■ PROVIDED RECORDS ■
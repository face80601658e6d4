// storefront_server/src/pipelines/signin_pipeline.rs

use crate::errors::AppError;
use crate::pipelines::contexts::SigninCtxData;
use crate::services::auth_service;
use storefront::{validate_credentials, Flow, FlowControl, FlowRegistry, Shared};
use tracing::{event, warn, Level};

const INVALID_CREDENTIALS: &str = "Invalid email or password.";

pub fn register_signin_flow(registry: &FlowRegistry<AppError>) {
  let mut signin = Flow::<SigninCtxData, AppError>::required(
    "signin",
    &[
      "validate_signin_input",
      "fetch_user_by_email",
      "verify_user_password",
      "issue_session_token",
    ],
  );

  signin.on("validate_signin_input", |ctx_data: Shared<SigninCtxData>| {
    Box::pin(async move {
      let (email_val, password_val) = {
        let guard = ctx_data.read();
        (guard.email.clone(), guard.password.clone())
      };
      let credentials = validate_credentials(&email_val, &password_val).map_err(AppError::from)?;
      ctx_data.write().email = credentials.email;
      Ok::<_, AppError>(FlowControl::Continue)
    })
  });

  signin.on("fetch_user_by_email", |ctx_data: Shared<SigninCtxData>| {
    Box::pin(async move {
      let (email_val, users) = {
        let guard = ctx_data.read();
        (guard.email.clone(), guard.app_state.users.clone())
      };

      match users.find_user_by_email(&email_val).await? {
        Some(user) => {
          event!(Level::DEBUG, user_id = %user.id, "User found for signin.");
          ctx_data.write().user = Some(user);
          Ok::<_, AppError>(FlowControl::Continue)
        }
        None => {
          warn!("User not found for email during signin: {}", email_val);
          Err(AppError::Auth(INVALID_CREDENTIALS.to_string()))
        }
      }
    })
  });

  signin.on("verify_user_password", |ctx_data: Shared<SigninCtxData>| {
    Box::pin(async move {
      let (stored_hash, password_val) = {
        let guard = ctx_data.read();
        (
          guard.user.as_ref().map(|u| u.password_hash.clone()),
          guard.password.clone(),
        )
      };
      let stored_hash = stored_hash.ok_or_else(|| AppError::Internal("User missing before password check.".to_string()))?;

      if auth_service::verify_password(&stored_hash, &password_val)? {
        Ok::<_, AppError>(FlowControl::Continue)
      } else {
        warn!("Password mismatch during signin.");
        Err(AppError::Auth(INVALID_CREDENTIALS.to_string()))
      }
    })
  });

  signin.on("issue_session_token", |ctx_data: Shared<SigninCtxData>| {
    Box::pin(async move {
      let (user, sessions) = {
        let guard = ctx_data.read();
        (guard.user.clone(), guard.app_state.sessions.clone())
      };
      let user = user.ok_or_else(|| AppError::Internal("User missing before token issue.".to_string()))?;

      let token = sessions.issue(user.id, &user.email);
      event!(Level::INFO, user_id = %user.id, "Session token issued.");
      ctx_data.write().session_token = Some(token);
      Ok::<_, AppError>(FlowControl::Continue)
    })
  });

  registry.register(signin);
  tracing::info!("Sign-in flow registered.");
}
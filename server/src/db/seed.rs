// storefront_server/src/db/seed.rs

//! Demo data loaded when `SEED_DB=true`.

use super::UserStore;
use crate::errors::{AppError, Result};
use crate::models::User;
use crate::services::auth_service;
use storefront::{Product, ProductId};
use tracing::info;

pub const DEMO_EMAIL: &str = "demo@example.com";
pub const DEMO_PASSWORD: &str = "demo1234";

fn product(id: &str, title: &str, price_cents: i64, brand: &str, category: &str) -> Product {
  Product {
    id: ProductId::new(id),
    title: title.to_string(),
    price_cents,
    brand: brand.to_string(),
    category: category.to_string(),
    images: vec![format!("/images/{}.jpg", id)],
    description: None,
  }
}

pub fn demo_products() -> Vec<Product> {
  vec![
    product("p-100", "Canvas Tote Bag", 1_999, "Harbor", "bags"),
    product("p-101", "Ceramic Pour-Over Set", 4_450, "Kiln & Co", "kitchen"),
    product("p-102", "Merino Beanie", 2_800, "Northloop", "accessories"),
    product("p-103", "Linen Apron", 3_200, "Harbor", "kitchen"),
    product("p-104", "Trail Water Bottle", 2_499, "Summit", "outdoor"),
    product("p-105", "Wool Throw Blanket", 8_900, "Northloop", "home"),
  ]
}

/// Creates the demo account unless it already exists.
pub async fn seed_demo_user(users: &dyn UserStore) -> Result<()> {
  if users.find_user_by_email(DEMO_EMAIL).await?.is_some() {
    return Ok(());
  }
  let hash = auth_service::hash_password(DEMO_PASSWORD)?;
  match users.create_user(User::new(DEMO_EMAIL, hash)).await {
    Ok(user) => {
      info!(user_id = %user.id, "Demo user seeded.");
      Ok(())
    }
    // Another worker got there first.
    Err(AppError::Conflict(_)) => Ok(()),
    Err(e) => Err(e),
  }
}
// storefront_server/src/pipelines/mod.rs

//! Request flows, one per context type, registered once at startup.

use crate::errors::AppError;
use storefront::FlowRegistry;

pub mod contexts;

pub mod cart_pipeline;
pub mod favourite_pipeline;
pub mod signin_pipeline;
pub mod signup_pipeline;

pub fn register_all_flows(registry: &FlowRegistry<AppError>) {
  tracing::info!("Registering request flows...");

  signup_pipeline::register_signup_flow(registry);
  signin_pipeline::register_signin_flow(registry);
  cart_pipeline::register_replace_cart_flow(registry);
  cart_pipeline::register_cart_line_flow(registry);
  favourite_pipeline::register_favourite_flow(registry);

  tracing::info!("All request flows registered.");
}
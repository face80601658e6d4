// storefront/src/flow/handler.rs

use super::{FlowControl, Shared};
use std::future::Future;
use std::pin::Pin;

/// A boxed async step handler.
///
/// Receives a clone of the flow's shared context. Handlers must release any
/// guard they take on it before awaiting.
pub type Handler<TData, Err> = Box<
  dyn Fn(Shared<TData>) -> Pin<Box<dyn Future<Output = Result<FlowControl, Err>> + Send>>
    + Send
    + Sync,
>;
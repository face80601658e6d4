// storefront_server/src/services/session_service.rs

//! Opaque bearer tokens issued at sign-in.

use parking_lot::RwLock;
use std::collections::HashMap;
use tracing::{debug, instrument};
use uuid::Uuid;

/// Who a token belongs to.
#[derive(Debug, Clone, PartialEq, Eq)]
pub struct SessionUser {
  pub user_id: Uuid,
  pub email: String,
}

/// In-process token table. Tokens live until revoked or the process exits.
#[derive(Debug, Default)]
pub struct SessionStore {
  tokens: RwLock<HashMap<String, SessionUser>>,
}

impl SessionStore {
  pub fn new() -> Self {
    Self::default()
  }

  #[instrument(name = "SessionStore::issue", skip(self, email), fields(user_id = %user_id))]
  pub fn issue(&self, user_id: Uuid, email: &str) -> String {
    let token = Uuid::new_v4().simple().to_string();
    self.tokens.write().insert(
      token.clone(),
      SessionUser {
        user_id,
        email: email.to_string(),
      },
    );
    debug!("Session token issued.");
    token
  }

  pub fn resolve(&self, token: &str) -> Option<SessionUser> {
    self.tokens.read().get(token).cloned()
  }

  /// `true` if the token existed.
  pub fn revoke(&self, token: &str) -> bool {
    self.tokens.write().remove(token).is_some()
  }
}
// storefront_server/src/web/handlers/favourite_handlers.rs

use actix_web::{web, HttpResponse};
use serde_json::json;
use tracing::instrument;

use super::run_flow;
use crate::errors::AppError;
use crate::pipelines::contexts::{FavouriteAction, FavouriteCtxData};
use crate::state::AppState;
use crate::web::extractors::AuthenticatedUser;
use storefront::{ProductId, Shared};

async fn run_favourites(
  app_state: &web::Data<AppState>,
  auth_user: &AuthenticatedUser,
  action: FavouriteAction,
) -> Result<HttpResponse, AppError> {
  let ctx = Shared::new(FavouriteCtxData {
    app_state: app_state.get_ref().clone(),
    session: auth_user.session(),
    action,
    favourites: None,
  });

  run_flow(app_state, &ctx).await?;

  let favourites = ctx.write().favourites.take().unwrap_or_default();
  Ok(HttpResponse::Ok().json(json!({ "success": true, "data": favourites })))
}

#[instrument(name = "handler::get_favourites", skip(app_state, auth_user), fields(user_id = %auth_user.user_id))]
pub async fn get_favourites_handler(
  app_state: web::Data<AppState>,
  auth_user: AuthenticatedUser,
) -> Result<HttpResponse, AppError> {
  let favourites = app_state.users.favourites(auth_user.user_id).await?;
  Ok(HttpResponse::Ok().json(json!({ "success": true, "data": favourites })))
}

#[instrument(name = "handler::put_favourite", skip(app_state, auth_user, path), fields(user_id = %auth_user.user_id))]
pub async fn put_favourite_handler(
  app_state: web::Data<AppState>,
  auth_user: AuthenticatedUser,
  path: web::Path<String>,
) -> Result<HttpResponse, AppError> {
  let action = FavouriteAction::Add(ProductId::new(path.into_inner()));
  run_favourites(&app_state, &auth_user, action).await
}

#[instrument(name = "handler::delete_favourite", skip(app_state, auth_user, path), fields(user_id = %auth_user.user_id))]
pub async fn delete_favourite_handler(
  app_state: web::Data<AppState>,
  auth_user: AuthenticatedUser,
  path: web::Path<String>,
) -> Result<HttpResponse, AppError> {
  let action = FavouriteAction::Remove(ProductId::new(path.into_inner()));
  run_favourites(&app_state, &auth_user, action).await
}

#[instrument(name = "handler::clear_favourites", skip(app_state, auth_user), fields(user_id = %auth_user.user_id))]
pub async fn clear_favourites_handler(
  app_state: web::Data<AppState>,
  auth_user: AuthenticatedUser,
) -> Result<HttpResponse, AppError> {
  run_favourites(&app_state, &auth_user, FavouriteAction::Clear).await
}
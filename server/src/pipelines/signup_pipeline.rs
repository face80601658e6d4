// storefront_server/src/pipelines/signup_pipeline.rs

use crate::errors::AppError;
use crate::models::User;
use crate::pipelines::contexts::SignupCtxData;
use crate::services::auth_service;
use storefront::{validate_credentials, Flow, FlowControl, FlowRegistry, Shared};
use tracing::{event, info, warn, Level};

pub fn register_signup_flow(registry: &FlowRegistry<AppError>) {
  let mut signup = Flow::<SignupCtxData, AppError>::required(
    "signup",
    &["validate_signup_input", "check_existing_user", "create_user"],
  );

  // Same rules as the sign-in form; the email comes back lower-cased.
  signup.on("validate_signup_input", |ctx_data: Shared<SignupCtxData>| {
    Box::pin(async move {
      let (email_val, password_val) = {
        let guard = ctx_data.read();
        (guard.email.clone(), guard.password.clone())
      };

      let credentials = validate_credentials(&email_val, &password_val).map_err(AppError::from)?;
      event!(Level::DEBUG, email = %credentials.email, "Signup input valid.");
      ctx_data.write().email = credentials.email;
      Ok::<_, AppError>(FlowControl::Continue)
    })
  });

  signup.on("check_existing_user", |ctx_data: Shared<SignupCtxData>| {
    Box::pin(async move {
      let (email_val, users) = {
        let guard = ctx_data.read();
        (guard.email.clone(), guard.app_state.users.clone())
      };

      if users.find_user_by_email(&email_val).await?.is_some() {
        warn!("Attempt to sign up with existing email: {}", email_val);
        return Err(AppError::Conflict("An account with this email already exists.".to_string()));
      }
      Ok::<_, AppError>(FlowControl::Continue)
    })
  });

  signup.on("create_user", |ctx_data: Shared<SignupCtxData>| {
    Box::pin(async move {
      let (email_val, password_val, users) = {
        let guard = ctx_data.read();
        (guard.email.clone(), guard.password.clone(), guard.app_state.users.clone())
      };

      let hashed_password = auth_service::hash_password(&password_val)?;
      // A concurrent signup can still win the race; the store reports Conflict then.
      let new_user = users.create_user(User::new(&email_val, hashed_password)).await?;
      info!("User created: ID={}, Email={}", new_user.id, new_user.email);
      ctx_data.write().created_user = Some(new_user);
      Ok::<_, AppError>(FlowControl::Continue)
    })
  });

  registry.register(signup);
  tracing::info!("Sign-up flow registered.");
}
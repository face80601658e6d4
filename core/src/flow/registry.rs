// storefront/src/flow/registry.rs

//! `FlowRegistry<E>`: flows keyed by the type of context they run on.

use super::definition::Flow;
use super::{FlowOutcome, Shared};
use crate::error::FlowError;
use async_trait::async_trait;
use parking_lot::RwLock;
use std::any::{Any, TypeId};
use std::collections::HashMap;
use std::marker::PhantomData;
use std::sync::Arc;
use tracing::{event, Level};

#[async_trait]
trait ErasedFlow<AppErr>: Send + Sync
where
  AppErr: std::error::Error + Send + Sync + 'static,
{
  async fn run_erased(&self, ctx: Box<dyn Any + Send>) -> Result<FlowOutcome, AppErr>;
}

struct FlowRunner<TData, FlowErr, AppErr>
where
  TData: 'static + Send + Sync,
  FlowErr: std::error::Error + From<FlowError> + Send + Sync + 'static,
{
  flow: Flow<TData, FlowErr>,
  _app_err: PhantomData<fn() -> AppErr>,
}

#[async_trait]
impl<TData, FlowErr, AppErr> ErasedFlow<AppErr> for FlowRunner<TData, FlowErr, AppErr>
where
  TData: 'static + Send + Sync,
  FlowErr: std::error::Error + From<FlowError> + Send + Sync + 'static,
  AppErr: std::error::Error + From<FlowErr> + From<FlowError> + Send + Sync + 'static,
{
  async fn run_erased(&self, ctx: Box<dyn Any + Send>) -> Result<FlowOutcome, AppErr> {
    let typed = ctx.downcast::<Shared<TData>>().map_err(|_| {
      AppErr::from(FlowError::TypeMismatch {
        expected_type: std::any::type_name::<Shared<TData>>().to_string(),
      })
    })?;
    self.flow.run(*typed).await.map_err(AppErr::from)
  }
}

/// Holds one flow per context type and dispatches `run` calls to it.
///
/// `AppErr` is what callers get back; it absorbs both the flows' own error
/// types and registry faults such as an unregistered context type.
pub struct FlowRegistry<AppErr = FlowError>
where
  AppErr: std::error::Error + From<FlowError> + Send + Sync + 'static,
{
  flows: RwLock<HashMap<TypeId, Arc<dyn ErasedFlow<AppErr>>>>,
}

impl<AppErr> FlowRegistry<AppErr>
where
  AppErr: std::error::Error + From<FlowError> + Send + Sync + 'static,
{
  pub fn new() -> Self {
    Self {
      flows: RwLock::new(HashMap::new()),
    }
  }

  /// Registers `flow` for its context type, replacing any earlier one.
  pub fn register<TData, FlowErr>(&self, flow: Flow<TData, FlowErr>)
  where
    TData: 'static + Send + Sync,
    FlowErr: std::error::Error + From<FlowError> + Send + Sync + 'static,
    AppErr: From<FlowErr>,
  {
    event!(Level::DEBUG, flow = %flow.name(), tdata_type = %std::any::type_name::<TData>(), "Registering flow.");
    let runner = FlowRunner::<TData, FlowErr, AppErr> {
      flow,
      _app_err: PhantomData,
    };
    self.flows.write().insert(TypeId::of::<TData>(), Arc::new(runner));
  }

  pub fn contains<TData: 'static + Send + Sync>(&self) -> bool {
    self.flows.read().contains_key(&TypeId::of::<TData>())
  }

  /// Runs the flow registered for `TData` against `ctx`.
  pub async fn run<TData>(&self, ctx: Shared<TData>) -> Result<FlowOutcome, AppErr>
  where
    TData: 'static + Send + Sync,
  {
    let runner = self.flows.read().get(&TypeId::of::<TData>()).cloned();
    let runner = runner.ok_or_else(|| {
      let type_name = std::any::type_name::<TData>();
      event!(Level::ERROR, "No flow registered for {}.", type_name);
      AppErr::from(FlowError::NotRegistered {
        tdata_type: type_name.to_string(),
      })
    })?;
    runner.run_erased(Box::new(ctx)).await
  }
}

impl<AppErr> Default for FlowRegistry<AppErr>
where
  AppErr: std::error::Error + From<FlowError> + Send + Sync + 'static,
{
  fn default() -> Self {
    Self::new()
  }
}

■ PROMPT ■
Only the lines with the string "Registering" are wanted; pick them out of the records above and copy them.

■ OUTPUT FOR THIS TASK ■
  tracing::info!("Registering request flows...");
    event!(Level::DEBUG, flow = %flow.name(), tdata_type = %std::any::type_name::<TData>(), "Registering flow.");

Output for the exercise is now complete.